Life Love Flesh Blood is the fifth studio album by Irish singer-songwriter Imelda May. It was first released in the Republic of Ireland on 7 April 2017, through label Decca Records, followed by a worldwide release two weeks later on 21 April 2017. The album, a follow-up to May's previous album Tribal (2014), was created in collaboration with American musician T Bone Burnett. Serving as the primary producer for the record, Burnett was only credited alongside Scottish producer Cam Blackwood. Blackwood produced a duet version of the album's lead single "Call Me", recorded with English vocalist Jack Savoretti, included on streaming editions of the album post-release.

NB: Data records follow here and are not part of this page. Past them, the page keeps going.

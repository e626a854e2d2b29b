//! Multi-device replication tests over a shared directory

use std::collections::HashSet;
use std::path::Path;
use std::sync::atomic::{AtomicBool, Ordering};
use std::sync::{Arc, Mutex};

use async_trait::async_trait;
use chrono::NaiveDate;
use tempfile::TempDir;
use tokio::sync::Notify;

use inkwell_core::{DiaryId, EntryFields, ManualClock};
use inkwell_sync::{
    DirectoryObjectStore, Journal, JournalConfig, ObjectStore, RemoteObject, SyncError, SyncLock,
    SyncResult, stream_file_name,
};

struct Device {
    journal: Journal,
    clock: Arc<ManualClock>,
    _dir: TempDir,
}

impl Device {
    fn open(object_store: Arc<dyn ObjectStore>, start_millis: i64) -> Self {
        inkwell_logging::init_testing();
        let dir = TempDir::new().unwrap();
        let clock = Arc::new(ManualClock::new(start_millis));
        let journal = Journal::open_with(
            JournalConfig::with_data_dir(dir.path()),
            object_store,
            clock.clone(),
            Arc::new(SyncLock::new()),
        )
        .unwrap();
        Self {
            journal,
            clock,
            _dir: dir,
        }
    }

    /// Save, seal and commit an entry
    fn write(&self, diary_id: Option<DiaryId>, content: &str) -> DiaryId {
        let saved = self
            .journal
            .save_draft(diary_id, fields(content))
            .unwrap()
            .saved()
            .unwrap();
        self.journal.seal_draft(&saved.diary_id).unwrap().unwrap();
        assert!(self.journal.commit_sealed_draft(&saved.diary_id).unwrap());
        saved.diary_id
    }

    fn content(&self, diary_id: &DiaryId) -> Option<String> {
        self.journal
            .get_diary(diary_id)
            .unwrap()
            .map(|version| version.fields.content)
    }
}

fn fields(content: &str) -> EntryFields {
    EntryFields::new(NaiveDate::from_ymd_opt(2024, 9, 1).unwrap()).with_content(content)
}

async fn shared_folder() -> (Arc<DirectoryObjectStore>, TempDir) {
    let dir = TempDir::new().unwrap();
    let store = DirectoryObjectStore::new(dir.path()).await.unwrap();
    (Arc::new(store), dir)
}

/// Object store that can be told to fail
struct FlakyStore {
    inner: DirectoryObjectStore,
    fail_list: AtomicBool,
    fail_upload: AtomicBool,
    fail_downloads: Mutex<HashSet<String>>,
}

impl FlakyStore {
    fn new(inner: DirectoryObjectStore) -> Self {
        Self {
            inner,
            fail_list: AtomicBool::new(false),
            fail_upload: AtomicBool::new(false),
            fail_downloads: Mutex::new(HashSet::new()),
        }
    }
}

#[async_trait]
impl ObjectStore for FlakyStore {
    async fn list(&self) -> SyncResult<Vec<RemoteObject>> {
        if self.fail_list.load(Ordering::SeqCst) {
            return Err(SyncError::ObjectStore("listing timed out".to_string()));
        }
        self.inner.list().await
    }

    async fn upload(&self, local_path: &Path, name: &str) -> SyncResult<String> {
        if self.fail_upload.load(Ordering::SeqCst) {
            return Err(SyncError::ObjectStore("quota exceeded".to_string()));
        }
        self.inner.upload(local_path, name).await
    }

    async fn download(&self, id: &str, dest_path: &Path) -> SyncResult<()> {
        if self.fail_downloads.lock().unwrap().contains(id) {
            return Err(SyncError::ObjectStore(format!("{} unreachable", id)));
        }
        self.inner.download(id, dest_path).await
    }
}

/// Object store whose uploads wait for a signal
struct GatedStore {
    inner: DirectoryObjectStore,
    gate: Notify,
}

#[async_trait]
impl ObjectStore for GatedStore {
    async fn list(&self) -> SyncResult<Vec<RemoteObject>> {
        self.inner.list().await
    }

    async fn upload(&self, local_path: &Path, name: &str) -> SyncResult<String> {
        self.gate.notified().await;
        self.inner.upload(local_path, name).await
    }

    async fn download(&self, id: &str, dest_path: &Path) -> SyncResult<()> {
        self.inner.download(id, dest_path).await
    }
}

#[tokio::test]
async fn entry_committed_on_one_device_appears_on_another() {
    let (shared, _shared_dir) = shared_folder().await;
    let a = Device::open(shared.clone(), 1_000);
    let b = Device::open(shared.clone(), 2_000);

    let diary = a.write(None, "written on A");
    let report_a = a.journal.sync_with_cloud().await.unwrap().unwrap();
    assert!(report_a.uploaded);
    assert_eq!(report_a.versions_uploaded, 1);
    assert_eq!(report_a.peers_seen, 0);

    let report_b = b.journal.sync_with_cloud().await.unwrap().unwrap();
    assert_eq!(report_b.peers_seen, 1);
    assert_eq!(report_b.peers_imported, 1);
    assert_eq!(report_b.versions_imported, 1);
    assert_eq!(report_b.heads_changed, 1);
    assert_eq!(b.content(&diary).as_deref(), Some("written on A"));

    // Imported versions stay out of B's own stream
    assert_eq!(b.journal.store().stream_version_count(&diary).unwrap(), 0);
}

#[tokio::test]
async fn importing_the_same_stream_twice_adds_nothing() {
    let (shared, _shared_dir) = shared_folder().await;
    let a = Device::open(shared.clone(), 1_000);
    let b = Device::open(shared.clone(), 1_000);

    let diary = a.write(None, "once");
    a.journal.sync_with_cloud().await.unwrap();

    b.journal.sync_with_cloud().await.unwrap();
    let again = b.journal.sync_with_cloud().await.unwrap().unwrap();
    assert_eq!(again.peers_imported, 1);
    assert_eq!(again.versions_imported, 0);
    assert_eq!(again.heads_changed, 0);
    assert_eq!(b.journal.history(&diary).unwrap().len(), 1);
}

#[tokio::test]
async fn sync_commits_sealed_drafts_first() {
    let (shared, _shared_dir) = shared_folder().await;
    let a = Device::open(shared.clone(), 1_000);
    let b = Device::open(shared.clone(), 1_000);

    let saved = a.journal.save_draft(None, fields("sealed only")).unwrap().saved().unwrap();
    a.journal.seal_draft(&saved.diary_id).unwrap();

    let report = a.journal.sync_with_cloud().await.unwrap().unwrap();
    assert_eq!(report.drafts_committed, 1);
    assert!(a.journal.get_draft(&saved.diary_id).unwrap().is_none());

    // A second commit of the same draft has nothing to do
    assert!(!a.journal.commit_sealed_draft(&saved.diary_id).unwrap());

    b.journal.sync_with_cloud().await.unwrap();
    assert_eq!(b.content(&saved.diary_id).as_deref(), Some("sealed only"));
}

#[tokio::test]
async fn latest_edit_wins_across_devices() {
    let (shared, _shared_dir) = shared_folder().await;
    let a = Device::open(shared.clone(), 1_000);
    let b = Device::open(shared.clone(), 1_000);

    let diary = a.write(None, "draft one");
    a.journal.sync_with_cloud().await.unwrap();
    b.journal.sync_with_cloud().await.unwrap();

    // Concurrent edits; B's seal is later
    a.clock.set(5_000);
    b.clock.set(6_000);
    a.write(Some(diary), "A's edit");
    b.write(Some(diary), "B's edit");

    a.journal.sync_with_cloud().await.unwrap();
    b.journal.sync_with_cloud().await.unwrap();
    a.journal.sync_with_cloud().await.unwrap();

    assert_eq!(a.content(&diary).as_deref(), Some("B's edit"));
    assert_eq!(b.content(&diary).as_deref(), Some("B's edit"));
    assert_eq!(a.journal.history(&diary).unwrap().len(), 3);
    assert_eq!(b.journal.history(&diary).unwrap().len(), 3);
}

#[tokio::test]
async fn deletion_propagates_and_is_not_undone_by_stale_edits() {
    let (shared, _shared_dir) = shared_folder().await;
    let a = Device::open(shared.clone(), 1_000);
    let b = Device::open(shared.clone(), 1_000);

    let diary = a.write(None, "short lived");
    a.journal.sync_with_cloud().await.unwrap();
    b.journal.sync_with_cloud().await.unwrap();

    // B edits while offline, A deletes later
    b.clock.set(2_000);
    b.write(Some(diary), "offline edit");
    a.clock.set(3_000);
    assert!(a.journal.delete_diary(&diary).unwrap());

    a.journal.sync_with_cloud().await.unwrap();
    b.journal.sync_with_cloud().await.unwrap();
    a.journal.sync_with_cloud().await.unwrap();

    assert!(a.content(&diary).is_none());
    assert!(b.content(&diary).is_none());
    assert!(b.journal.get_diaries().unwrap().is_empty());
    assert!(a.journal.history(&diary).unwrap().iter().any(|v| v.is_archived()));
}

#[tokio::test]
async fn corrupt_peer_stream_is_skipped() {
    let (shared, shared_dir) = shared_folder().await;
    let a = Device::open(shared.clone(), 1_000);
    let b = Device::open(shared.clone(), 1_000);

    let diary = a.write(None, "good data");
    a.journal.sync_with_cloud().await.unwrap();

    let bogus = stream_file_name(&inkwell_core::StreamId::generate());
    std::fs::write(shared_dir.path().join(&bogus), b"not a database").unwrap();
    std::fs::write(shared_dir.path().join("notes.txt"), b"ignored").unwrap();

    let report = b.journal.sync_with_cloud().await.unwrap().unwrap();
    assert_eq!(report.peers_seen, 2);
    assert_eq!(report.peers_imported, 1);
    assert_eq!(report.peers_failed, 1);
    assert_eq!(b.content(&diary).as_deref(), Some("good data"));

    // Nothing left behind in the import area
    let leftovers = std::fs::read_dir(b.journal.config().imports_dir()).unwrap().count();
    assert_eq!(leftovers, 0);
}

#[tokio::test]
async fn unreachable_peer_does_not_block_others() {
    let (inner_dir, _shared_dir) = {
        let dir = TempDir::new().unwrap();
        (DirectoryObjectStore::new(dir.path()).await.unwrap(), dir)
    };
    let flaky = Arc::new(FlakyStore::new(inner_dir));
    let a = Device::open(flaky.clone(), 1_000);
    let b = Device::open(flaky.clone(), 1_000);
    let c = Device::open(flaky.clone(), 1_000);

    let from_a = a.write(None, "from A");
    let from_b = b.write(None, "from B");
    a.journal.sync_with_cloud().await.unwrap();
    b.journal.sync_with_cloud().await.unwrap();

    flaky
        .fail_downloads
        .lock()
        .unwrap()
        .insert(stream_file_name(&a.journal.stream_id()));

    let report = c.journal.sync_with_cloud().await.unwrap().unwrap();
    assert_eq!(report.peers_seen, 2);
    assert_eq!(report.peers_failed, 1);
    assert!(c.content(&from_a).is_none());
    assert_eq!(c.content(&from_b).as_deref(), Some("from B"));
}

#[tokio::test]
async fn listing_failure_means_no_peers() {
    let dir = TempDir::new().unwrap();
    let flaky = Arc::new(FlakyStore::new(
        DirectoryObjectStore::new(dir.path()).await.unwrap(),
    ));
    let a = Device::open(flaky.clone(), 1_000);
    a.write(None, "local");

    flaky.fail_list.store(true, Ordering::SeqCst);
    let report = a.journal.sync_with_cloud().await.unwrap().unwrap();
    assert!(report.uploaded);
    assert_eq!(report.peers_seen, 0);
}

#[tokio::test]
async fn upload_failure_is_fatal_and_keeps_local_data() {
    let dir = TempDir::new().unwrap();
    let flaky = Arc::new(FlakyStore::new(
        DirectoryObjectStore::new(dir.path()).await.unwrap(),
    ));
    let a = Device::open(flaky.clone(), 1_000);

    let saved = a.journal.save_draft(None, fields("pending")).unwrap().saved().unwrap();
    a.journal.seal_draft(&saved.diary_id).unwrap();
    flaky.fail_upload.store(true, Ordering::SeqCst);

    let err = a.journal.sync_with_cloud().await.unwrap_err();
    assert!(matches!(err, SyncError::UploadFailed { .. }));
    assert!(!a.journal.sync_lock().is_held());

    // The draft was committed before the upload was attempted
    assert_eq!(a.content(&saved.diary_id).as_deref(), Some("pending"));

    flaky.fail_upload.store(false, Ordering::SeqCst);
    assert!(a.journal.sync_with_cloud().await.unwrap().is_some());
}

#[tokio::test]
async fn concurrent_syncs_run_once() {
    let dir = TempDir::new().unwrap();
    let gated = Arc::new(GatedStore {
        inner: DirectoryObjectStore::new(dir.path()).await.unwrap(),
        gate: Notify::new(),
    });
    let a = Device::open(gated.clone(), 1_000);
    a.write(None, "entry");

    let first = a.journal.sync_with_cloud();
    let second = async {
        tokio::task::yield_now().await;
        let skipped = a.journal.sync_with_cloud().await;
        gated.gate.notify_one();
        skipped
    };

    let (first, second) = tokio::join!(first, second);
    assert!(first.unwrap().is_some());
    assert!(second.unwrap().is_none());
    assert!(!a.journal.sync_lock().is_held());
}

#[tokio::test]
async fn reset_stream_id_reimports_old_stream_as_peer() {
    let (shared, _shared_dir) = shared_folder().await;
    let a = Device::open(shared.clone(), 1_000);

    let diary = a.write(None, "before reset");
    a.journal.sync_with_cloud().await.unwrap();
    let old = a.journal.stream_id();

    let new = a.journal.reset_stream_id().unwrap();
    assert_ne!(old, new);

    let report = a.journal.sync_with_cloud().await.unwrap().unwrap();
    assert_eq!(report.peers_seen, 1);
    assert_eq!(report.versions_imported, 0);
    assert_eq!(report.versions_uploaded, 1);
    assert_eq!(a.content(&diary).as_deref(), Some("before reset"));
}

#[tokio::test]
async fn reset_before_first_sync_still_publishes_versions() {
    let (shared, _shared_dir) = shared_folder().await;
    let a = Device::open(shared.clone(), 1_000);
    let b = Device::open(shared.clone(), 5_000);

    let diary = a.write(None, "never uploaded");
    let old = a.journal.stream_id();
    let new = a.journal.reset_stream_id().unwrap();

    let report_a = a.journal.sync_with_cloud().await.unwrap().unwrap();
    assert_eq!(report_a.versions_uploaded, 1);

    let names: Vec<String> = shared.list().await.unwrap().into_iter().map(|o| o.name).collect();
    assert_eq!(names, vec![stream_file_name(&new)]);
    assert!(!names.contains(&stream_file_name(&old)));

    let report_b = b.journal.sync_with_cloud().await.unwrap().unwrap();
    assert_eq!(report_b.versions_imported, 1);
    assert_eq!(b.content(&diary).as_deref(), Some("never uploaded"));
}

#[tokio::test]
async fn peer_stream_with_other_extension_is_imported() {
    let (shared, shared_dir) = shared_folder().await;
    let a = Device::open(shared.clone(), 1_000);
    let b = Device::open(shared.clone(), 5_000);

    let diary = a.write(None, "renamed upload");
    a.journal.sync_with_cloud().await.unwrap();

    let name = stream_file_name(&a.journal.stream_id());
    let renamed = name.replace(".sqlite3", ".redb");
    std::fs::rename(shared_dir.path().join(&name), shared_dir.path().join(&renamed)).unwrap();

    let report = b.journal.sync_with_cloud().await.unwrap().unwrap();
    assert_eq!(report.peers_seen, 1);
    assert_eq!(report.peers_imported, 1);
    assert_eq!(b.content(&diary).as_deref(), Some("renamed upload"));
}

#[tokio::test]
async fn missing_imports_dir_is_recreated() {
    let (shared, _shared_dir) = shared_folder().await;
    let a = Device::open(shared.clone(), 1_000);
    let b = Device::open(shared.clone(), 5_000);

    a.write(None, "first");
    b.journal.sync_with_cloud().await.unwrap();
    let imports = b._dir.path().join("imports");
    if imports.exists() {
        std::fs::remove_dir_all(&imports).unwrap();
    }

    a.clock.advance(100);
    let diary = a.write(None, "second");
    a.journal.sync_with_cloud().await.unwrap();

    let report = b.journal.sync_with_cloud().await.unwrap().unwrap();
    assert_eq!(report.peers_imported, 1);
    assert!(imports.is_dir());
    assert_eq!(b.content(&diary).as_deref(), Some("second"));
}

Throughout the album's creative process, May received guidance from Irish musician Bono, of rock group U2. The album followed May's divorce from guitarist Darrel Higham, influencing many lyrical themes on the album. Life Love Flesh Blood features soft rock and acoustic styles, differing significantly from the rockabilly genre of previous albums.

Commercially, the album peaked at number two on the Irish Albums Chart (IRMA), prevented from reaching number one by Ed Sheeran's album ÷. The album reached number one on the UK americana chart, where it remained for three weeks, consequently preventing American musician Chris Stapleton from topping the chart with his album From A Room: Volume 1. Three singles were released from the album: "Call Me", "Black Tears", and "Should've Been You". The album also features guest appearances by pianist Jools Holland and guitarist Jeff Beck. In support of the album, May embarked on an international concert tour, beginning May 2017.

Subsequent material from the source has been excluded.